_Material for the task_
__________

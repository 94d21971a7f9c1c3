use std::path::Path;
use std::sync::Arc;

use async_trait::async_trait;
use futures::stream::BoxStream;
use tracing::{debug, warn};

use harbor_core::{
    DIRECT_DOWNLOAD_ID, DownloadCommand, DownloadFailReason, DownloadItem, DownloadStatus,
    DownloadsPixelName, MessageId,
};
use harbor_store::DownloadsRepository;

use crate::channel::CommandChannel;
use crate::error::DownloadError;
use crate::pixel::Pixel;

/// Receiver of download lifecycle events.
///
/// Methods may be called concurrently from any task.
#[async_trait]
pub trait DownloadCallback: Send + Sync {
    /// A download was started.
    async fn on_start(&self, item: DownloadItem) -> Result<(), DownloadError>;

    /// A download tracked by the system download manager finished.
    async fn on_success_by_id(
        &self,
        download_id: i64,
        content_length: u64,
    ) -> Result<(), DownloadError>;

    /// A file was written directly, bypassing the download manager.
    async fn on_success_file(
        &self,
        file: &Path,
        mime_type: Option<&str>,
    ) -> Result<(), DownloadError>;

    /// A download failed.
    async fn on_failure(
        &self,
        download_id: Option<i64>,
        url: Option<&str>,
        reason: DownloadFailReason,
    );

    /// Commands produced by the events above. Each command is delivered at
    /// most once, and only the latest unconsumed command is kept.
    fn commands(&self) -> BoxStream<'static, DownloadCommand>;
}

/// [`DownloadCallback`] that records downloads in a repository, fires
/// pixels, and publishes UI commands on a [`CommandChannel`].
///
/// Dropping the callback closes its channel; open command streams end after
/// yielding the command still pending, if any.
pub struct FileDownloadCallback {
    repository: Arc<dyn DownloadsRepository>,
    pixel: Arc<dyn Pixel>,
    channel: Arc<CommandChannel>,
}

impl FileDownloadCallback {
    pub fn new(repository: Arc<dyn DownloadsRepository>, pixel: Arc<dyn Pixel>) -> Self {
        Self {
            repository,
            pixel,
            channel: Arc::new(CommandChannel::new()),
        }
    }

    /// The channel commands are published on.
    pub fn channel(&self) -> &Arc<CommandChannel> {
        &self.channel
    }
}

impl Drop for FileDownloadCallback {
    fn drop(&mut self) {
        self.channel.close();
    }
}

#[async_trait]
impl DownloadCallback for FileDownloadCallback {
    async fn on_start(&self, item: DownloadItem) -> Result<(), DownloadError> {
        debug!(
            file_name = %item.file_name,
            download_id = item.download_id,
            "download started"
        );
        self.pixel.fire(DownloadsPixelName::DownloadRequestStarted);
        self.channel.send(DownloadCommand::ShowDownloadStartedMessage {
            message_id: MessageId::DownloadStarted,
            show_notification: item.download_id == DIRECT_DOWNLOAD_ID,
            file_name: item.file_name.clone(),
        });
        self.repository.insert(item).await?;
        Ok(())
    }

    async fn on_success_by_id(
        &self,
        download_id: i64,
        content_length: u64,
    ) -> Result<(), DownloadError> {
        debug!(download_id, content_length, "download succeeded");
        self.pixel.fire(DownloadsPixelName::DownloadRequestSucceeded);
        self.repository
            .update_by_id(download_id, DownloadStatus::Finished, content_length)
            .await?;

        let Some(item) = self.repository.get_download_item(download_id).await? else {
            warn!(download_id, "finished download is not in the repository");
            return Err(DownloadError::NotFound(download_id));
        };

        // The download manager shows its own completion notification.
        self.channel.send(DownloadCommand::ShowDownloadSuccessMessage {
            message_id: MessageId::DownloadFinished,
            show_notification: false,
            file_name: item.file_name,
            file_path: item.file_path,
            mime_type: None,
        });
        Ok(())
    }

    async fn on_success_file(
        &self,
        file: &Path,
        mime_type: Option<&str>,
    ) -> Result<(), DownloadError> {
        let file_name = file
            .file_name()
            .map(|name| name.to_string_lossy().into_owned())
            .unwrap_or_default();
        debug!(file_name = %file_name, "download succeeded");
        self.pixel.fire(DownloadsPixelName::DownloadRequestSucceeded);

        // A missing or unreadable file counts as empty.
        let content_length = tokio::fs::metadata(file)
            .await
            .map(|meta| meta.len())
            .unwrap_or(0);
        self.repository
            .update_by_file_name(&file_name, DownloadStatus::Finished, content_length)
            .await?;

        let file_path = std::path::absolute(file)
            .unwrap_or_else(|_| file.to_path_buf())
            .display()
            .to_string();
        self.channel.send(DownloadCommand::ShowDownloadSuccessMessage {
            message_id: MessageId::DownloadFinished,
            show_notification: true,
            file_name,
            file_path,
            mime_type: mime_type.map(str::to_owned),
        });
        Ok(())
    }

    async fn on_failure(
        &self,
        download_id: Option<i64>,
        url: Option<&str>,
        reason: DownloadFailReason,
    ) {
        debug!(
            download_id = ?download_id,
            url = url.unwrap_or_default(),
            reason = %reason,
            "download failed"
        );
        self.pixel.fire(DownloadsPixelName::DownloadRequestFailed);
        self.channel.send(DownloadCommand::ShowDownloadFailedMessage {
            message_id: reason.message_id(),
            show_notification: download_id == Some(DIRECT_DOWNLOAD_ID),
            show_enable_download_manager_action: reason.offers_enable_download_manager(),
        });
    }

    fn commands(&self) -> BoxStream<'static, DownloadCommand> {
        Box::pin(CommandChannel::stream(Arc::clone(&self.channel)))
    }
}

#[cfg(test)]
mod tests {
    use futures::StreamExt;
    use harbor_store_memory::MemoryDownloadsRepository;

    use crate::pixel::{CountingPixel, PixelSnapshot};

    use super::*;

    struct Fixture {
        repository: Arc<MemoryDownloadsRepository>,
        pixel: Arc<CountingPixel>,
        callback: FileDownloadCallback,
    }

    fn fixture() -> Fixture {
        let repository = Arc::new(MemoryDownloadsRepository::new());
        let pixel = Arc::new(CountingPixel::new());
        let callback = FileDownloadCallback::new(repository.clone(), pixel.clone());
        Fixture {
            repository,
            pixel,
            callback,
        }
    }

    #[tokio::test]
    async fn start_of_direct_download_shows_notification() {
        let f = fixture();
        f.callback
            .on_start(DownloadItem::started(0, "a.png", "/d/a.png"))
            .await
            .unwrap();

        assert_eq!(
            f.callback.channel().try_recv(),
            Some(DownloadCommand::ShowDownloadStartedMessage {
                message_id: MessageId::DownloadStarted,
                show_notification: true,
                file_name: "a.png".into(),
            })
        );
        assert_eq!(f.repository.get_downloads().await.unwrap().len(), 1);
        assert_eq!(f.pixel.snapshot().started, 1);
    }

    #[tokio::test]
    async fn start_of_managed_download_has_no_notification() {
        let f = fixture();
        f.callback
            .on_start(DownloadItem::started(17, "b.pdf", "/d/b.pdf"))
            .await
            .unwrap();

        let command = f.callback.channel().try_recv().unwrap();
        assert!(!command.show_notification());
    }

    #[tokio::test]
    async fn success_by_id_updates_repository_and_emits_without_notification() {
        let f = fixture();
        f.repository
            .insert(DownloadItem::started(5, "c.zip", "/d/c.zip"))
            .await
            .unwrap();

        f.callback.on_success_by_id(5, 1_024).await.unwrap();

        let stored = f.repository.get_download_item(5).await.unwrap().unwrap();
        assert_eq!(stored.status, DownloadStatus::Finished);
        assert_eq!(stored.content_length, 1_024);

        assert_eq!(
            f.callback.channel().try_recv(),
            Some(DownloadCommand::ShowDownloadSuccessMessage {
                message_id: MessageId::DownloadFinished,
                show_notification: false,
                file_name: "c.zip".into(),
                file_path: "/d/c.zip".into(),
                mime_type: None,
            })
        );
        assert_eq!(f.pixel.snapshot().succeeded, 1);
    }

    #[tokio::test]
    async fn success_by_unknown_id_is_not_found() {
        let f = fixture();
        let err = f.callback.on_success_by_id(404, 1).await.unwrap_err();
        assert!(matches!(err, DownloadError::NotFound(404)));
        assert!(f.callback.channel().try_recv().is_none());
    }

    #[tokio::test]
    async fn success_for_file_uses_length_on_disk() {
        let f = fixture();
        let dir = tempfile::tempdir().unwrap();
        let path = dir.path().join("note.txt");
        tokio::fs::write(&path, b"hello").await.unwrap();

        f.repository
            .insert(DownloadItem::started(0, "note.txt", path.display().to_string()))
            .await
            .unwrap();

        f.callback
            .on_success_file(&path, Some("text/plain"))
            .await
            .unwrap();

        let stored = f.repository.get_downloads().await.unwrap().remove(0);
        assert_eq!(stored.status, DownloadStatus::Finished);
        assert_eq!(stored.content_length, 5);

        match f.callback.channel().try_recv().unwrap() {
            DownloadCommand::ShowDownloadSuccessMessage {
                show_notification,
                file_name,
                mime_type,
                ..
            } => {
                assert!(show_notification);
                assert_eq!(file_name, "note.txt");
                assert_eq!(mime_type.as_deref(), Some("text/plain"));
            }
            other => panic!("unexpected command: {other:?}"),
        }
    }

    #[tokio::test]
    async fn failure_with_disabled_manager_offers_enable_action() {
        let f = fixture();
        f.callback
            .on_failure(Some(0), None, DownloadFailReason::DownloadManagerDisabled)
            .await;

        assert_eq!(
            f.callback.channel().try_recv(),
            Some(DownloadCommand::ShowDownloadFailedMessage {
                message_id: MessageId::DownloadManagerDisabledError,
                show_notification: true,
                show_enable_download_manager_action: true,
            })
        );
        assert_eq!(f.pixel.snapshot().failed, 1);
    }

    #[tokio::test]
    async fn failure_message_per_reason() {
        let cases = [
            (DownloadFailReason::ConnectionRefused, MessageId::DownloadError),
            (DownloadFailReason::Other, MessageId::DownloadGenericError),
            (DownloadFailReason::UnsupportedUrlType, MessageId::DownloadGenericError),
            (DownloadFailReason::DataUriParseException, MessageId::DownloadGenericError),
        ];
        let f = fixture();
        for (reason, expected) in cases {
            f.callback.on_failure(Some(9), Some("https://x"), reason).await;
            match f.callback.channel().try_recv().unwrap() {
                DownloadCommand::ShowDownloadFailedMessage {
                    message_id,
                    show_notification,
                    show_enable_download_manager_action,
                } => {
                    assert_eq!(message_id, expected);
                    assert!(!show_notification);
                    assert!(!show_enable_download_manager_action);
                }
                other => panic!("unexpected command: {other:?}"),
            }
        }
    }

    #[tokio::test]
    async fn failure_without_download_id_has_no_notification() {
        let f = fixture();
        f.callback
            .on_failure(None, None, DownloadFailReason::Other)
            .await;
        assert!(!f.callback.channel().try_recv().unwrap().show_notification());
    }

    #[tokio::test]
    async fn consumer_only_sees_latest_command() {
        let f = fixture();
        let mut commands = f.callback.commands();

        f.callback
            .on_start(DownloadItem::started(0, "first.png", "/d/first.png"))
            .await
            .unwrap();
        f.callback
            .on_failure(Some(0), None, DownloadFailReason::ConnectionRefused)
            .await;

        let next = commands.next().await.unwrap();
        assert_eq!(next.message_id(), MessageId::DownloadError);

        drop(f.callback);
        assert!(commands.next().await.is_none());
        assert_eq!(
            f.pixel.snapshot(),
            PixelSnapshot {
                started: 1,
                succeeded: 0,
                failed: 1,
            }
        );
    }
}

__________

_Problem details_
Search the lines above for the string "FileDownloadCallback", then show every one that has it.

_Answer for this exercise_
pub struct FileDownloadCallback {
impl FileDownloadCallback {
impl Drop for FileDownloadCallback {
impl DownloadCallback for FileDownloadCallback {
        callback: FileDownloadCallback,
        let callback = FileDownloadCallback::new(repository.clone(), pixel.clone());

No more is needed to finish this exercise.